** Opening Information given block **

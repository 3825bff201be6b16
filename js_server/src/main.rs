//! Jungle Speed game server.
//!
//! Runs the single game table as an actor task and serves it over
//! HTTP/WebSocket.

use std::net::SocketAddr;

use anyhow::Error;
use js_server::{api, config::ServerConfig, logging};
use jungle_speed::table::{TableActor, TableHandle};
use log::info;
use pico_args::Arguments;

const HELP: &str = "\
Run a Jungle Speed game server

USAGE:
  js_server [OPTIONS]

OPTIONS:
  --bind       IP:PORT     Server socket bind address  [default: env SERVER_BIND or 127.0.0.1:$PORT]

FLAGS:
  -h, --help               Print help information

ENVIRONMENT:
  SERVER_BIND              Server bind address (e.g., 0.0.0.0:3001)
  PORT                     Port on 127.0.0.1 when SERVER_BIND is unset [default: 3001]
  TABLE_NAME               Name of the game table [default: Jungle]
  GRAB_COOLDOWN_MS         Draw lock after a bottle grab, in ms [default: 2000]
  RUST_LOG                 Log filter [default: info]
";

#[tokio::main]
async fn main() -> Result<(), Error> {
    // Load .env file if it exists
    let _ = dotenvy::dotenv();

    let mut pargs = Arguments::from_env();

    // Help has a higher priority and should be handled separately.
    if pargs.contains(["-h", "--help"]) {
        print!("{HELP}");
        std::process::exit(0);
    }

    let bind_override: Option<SocketAddr> = pargs.opt_value_from_str("--bind")?;

    logging::init();

    let config = ServerConfig::from_env(bind_override)?;
    config.validate()?;

    info!(
        "Starting table '{}' with a {:?} grab cooldown",
        config.table.name, config.table.grab_cooldown
    );

    let (actor, table) = TableActor::new(config.table.clone());
    let actor_task = tokio::spawn(actor.run());

    let app = api::create_router(api::AppState {
        table: table.clone(),
    });

    info!("Starting HTTP/WebSocket server on {}", config.bind);
    let listener = tokio::net::TcpListener::bind(config.bind)
        .await
        .map_err(|e| anyhow::anyhow!("Failed to bind to {}: {}", config.bind, e))?;

    info!(
        "Server is running at http://{}. Press Ctrl+C to stop.",
        config.bind
    );

    axum::serve(listener, app)
        .with_graceful_shutdown(shutdown_signal(table.clone()))
        .await
        .map_err(|e| anyhow::anyhow!("Server error: {}", e))?;

    info!("Shutting down server...");
    actor_task.await?;

    Ok(())
}

/// Graceful shutdown signal. Closes the table once Ctrl+C arrives.
async fn shutdown_signal(table: TableHandle) {
    if let Err(e) = tokio::signal::ctrl_c().await {
        log::error!("Failed to listen for Ctrl+C: {}", e);
        std::future::pending::<()>().await;
    }

    let _ = table.close().await;
}
#![allow(dead_code)]

use std::path::Path;
use std::process::Command;

use tempfile::TempDir;

/// Whether a usable git binary is on PATH.
///
/// Repository-backed tests skip themselves when this is false instead of
/// failing the suite.
pub fn git_available() -> bool {
    Command::new("git")
        .arg("--version")
        .output()
        .map(|output| output.status.success())
        .unwrap_or(false)
}

/// Run git in `dir`, panicking on failure. Scratch-repo plumbing only.
pub fn git(dir: &Path, args: &[&str]) {
    let output = Command::new("git")
        .args(args)
        .current_dir(dir)
        .output()
        .expect("failed to spawn git");
    assert!(
        output.status.success(),
        "git {:?} failed: {}",
        args,
        String::from_utf8_lossy(&output.stderr)
    );
}

/// Scratch repository with release history.
///
/// Two commits; the first carries a lightweight `v0.0.9` plus tags that do
/// not name released versions (`nightly`, `v1.1.1.1`, `v1.1.1-rc`), the
/// second (HEAD) carries an annotated `v0.1.0` whose body names a code name.
pub fn release_repo() -> TempDir {
    let dir = TempDir::new().expect("could not create temp dir");
    let path = dir.path();

    git(path, &["init", "-q"]);
    git(path, &["config", "user.name", "Test User"]);
    git(path, &["config", "user.email", "test@example.com"]);
    git(path, &["config", "commit.gpgsign", "false"]);
    git(path, &["config", "tag.gpgsign", "false"]);

    git(path, &["commit", "-q", "--allow-empty", "-m", "initial"]);
    git(path, &["tag", "v0.0.9"]);
    git(path, &["tag", "nightly"]);
    git(path, &["tag", "v1.1.1.1"]);
    git(path, &["tag", "v1.1.1-rc"]);

    git(path, &["commit", "-q", "--allow-empty", "-m", "cut 0.1.0"]);
    git(
        path,
        &["tag", "-a", "v0.1.0", "-m", "v0.1.0 codename(Test Tortoise)"],
    );

    dir
}

/// Scratch repository whose HEAD is an untagged commit on top of the
/// release history from [release_repo].
pub fn snapshot_repo() -> TempDir {
    let dir = release_repo();
    git(
        dir.path(),
        &["commit", "-q", "--allow-empty", "-m", "work in progress"],
    );
    dir
}
use std::fs;
use std::path::Path;

use semver::{Version, VersionReq};
use serde::{Deserialize, Serialize};

use crate::domain::DEFAULT_CODE_NAME_TAG;
use crate::error::{Result, VerinfoError};

/// Descriptor file looked for in the working directory
const VERINFO_MANIFEST: &str = "verinfo.toml";
/// Fallback manifest when no dedicated descriptor exists
const CARGO_MANIFEST: &str = "Cargo.toml";

/// Environment variable consulted for the CI build number
pub const BUILD_NUMBER_VAR: &str = "BUILD_NUMBER";

/// The package descriptor: what the working tree claims to be.
///
/// Read by the resolvers, never written. The declared version is the
/// snapshot fallback; `branch_version` optionally constrains which release
/// tags are legal on this branch; `code_name_tag` overrides the marker word
/// scanned for in tag annotations.
#[derive(Debug, Deserialize, Serialize, Clone, PartialEq)]
pub struct PackageInfo {
    pub name: String,

    pub version: String,

    #[serde(default)]
    pub branch_version: Option<String>,

    #[serde(default)]
    pub code_name_tag: Option<String>,
}

impl PackageInfo {
    /// Create a descriptor with just a name and declared version
    pub fn new(name: impl Into<String>, version: impl Into<String>) -> Self {
        PackageInfo {
            name: name.into(),
            version: version.into(),
            branch_version: None,
            code_name_tag: None,
        }
    }

    /// Attach a branch version constraint
    pub fn with_branch_version(mut self, constraint: impl Into<String>) -> Self {
        self.branch_version = Some(constraint.into());
        self
    }

    /// The declared version, parsed
    ///
    /// Tolerates a leading `v`, which some descriptors carry over from tag
    /// names.
    ///
    /// # Returns
    /// * `Ok(Version)` - The parsed declared version
    /// * `Err` - The descriptor declares something that is not a version
    pub fn declared_version(&self) -> Result<Version> {
        let raw = self.version.trim();
        let bare = raw.strip_prefix('v').unwrap_or(raw);
        Version::parse(bare).map_err(|err| VerinfoError::package_version(raw, err))
    }

    /// The branch constraint, parsed, when one is declared
    pub fn branch_requirement(&self) -> Result<Option<VersionReq>> {
        match &self.branch_version {
            Some(raw) => {
                let req = VersionReq::parse(raw)
                    .map_err(|err| VerinfoError::branch_constraint(raw, err))?;
                Ok(Some(req))
            }
            None => Ok(None),
        }
    }

    /// Marker word for code name lines in tag bodies
    pub fn code_name_marker(&self) -> &str {
        self.code_name_tag
            .as_deref()
            .unwrap_or(DEFAULT_CODE_NAME_TAG)
    }
}

/// Loads the package descriptor.
///
/// Attempts to load the descriptor in the following order:
/// 1. Custom path provided as parameter
/// 2. `verinfo.toml` in the current directory
/// 3. `Cargo.toml` in the current directory (`[package]` name and version,
///    plus the `[package.metadata.verinfo]` table)
///
/// # Arguments
/// * `descriptor_path` - Optional path to a descriptor file
///
/// # Returns
/// * `Ok(PackageInfo)` - The loaded descriptor
/// * `Err` - No descriptor found, or one exists but cannot be read or parsed
pub fn load_package(descriptor_path: Option<&str>) -> Result<PackageInfo> {
    if let Some(path) = descriptor_path {
        return load_package_from(Path::new(path));
    }
    if Path::new(VERINFO_MANIFEST).exists() {
        return load_package_from(Path::new(VERINFO_MANIFEST));
    }
    if Path::new(CARGO_MANIFEST).exists() {
        return load_package_from(Path::new(CARGO_MANIFEST));
    }
    Err(VerinfoError::config(
        "no package descriptor found: expected verinfo.toml or Cargo.toml",
    ))
}

/// Loads the package descriptor from a specific file.
///
/// A file named `Cargo.toml` is read as a cargo manifest; anything else is
/// read as a plain descriptor with the [PackageInfo] fields at top level.
pub fn load_package_from(path: &Path) -> Result<PackageInfo> {
    let text = fs::read_to_string(path)?;
    if path.file_name().and_then(|name| name.to_str()) == Some(CARGO_MANIFEST) {
        parse_cargo_manifest(&text)
    } else {
        let package: PackageInfo = toml::from_str(&text)?;
        Ok(package)
    }
}

/// Read the CI build number from the environment
///
/// Empty and whitespace-only values count as absent.
pub fn build_number_from_env() -> Option<String> {
    match std::env::var(BUILD_NUMBER_VAR) {
        Ok(value) => {
            let trimmed = value.trim();
            if trimmed.is_empty() {
                None
            } else {
                Some(trimmed.to_string())
            }
        }
        Err(_) => None,
    }
}

#[derive(Deserialize)]
struct CargoManifest {
    package: Option<CargoPackage>,
}

#[derive(Deserialize)]
struct CargoPackage {
    name: String,
    version: String,
    metadata: Option<CargoMetadata>,
}

#[derive(Deserialize)]
struct CargoMetadata {
    verinfo: Option<VerinfoMetadata>,
}

#[derive(Deserialize, Default)]
struct VerinfoMetadata {
    branch_version: Option<String>,
    code_name_tag: Option<String>,
}

fn parse_cargo_manifest(text: &str) -> Result<PackageInfo> {
    let manifest: CargoManifest = toml::from_str(text)?;
    let package = manifest
        .package
        .ok_or_else(|| VerinfoError::config("Cargo.toml has no [package] table"))?;
    let metadata = package
        .metadata
        .and_then(|metadata| metadata.verinfo)
        .unwrap_or_default();

    Ok(PackageInfo {
        name: package.name,
        version: package.version,
        branch_version: metadata.branch_version,
        code_name_tag: metadata.code_name_tag,
    })
}
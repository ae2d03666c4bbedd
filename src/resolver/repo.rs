use serde::Serialize;

use crate::git::GitRunner;

/// Identity of the repository state a resolution ran against
///
/// Pass-through data: the resolvers carry it into the combined result
/// untouched. [discover_repo_info] is the stock way to fill it from the
/// repository itself; callers with richer context (CI metadata, forge APIs)
/// can construct it directly instead.
#[derive(Debug, Clone, Default, PartialEq, Eq, Serialize)]
#[serde(rename_all = "camelCase")]
pub struct GitRepoInfo {
    /// Full SHA of HEAD; empty when it could not be determined
    pub commit: String,
    /// Checked-out branch; absent on a detached HEAD
    pub branch: Option<String>,
    /// URL of the `origin` remote, when one is configured
    pub remote_url: Option<String>,
}

/// Fill a [GitRepoInfo] by probing the repository
///
/// Each probe degrades independently: a failure leaves its field empty
/// instead of failing the caller.
pub fn discover_repo_info<G: GitRunner>(git: &G) -> GitRepoInfo {
    let commit = git
        .run("rev-parse", &["HEAD"])
        .text()
        .map(str::to_string)
        .unwrap_or_default();
    let branch = git
        .run("symbolic-ref", &["--short", "HEAD"])
        .text()
        .map(str::to_string);
    let remote_url = git
        .run("config", &["--get", "remote.origin.url"])
        .text()
        .map(str::to_string);

    GitRepoInfo {
        commit,
        branch,
        remote_url,
    }
}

** Closing Information given block **

→ **Aim of the task**
Within the records above, count each line holding "instead". Write down only the number.

→ **Answer section**
3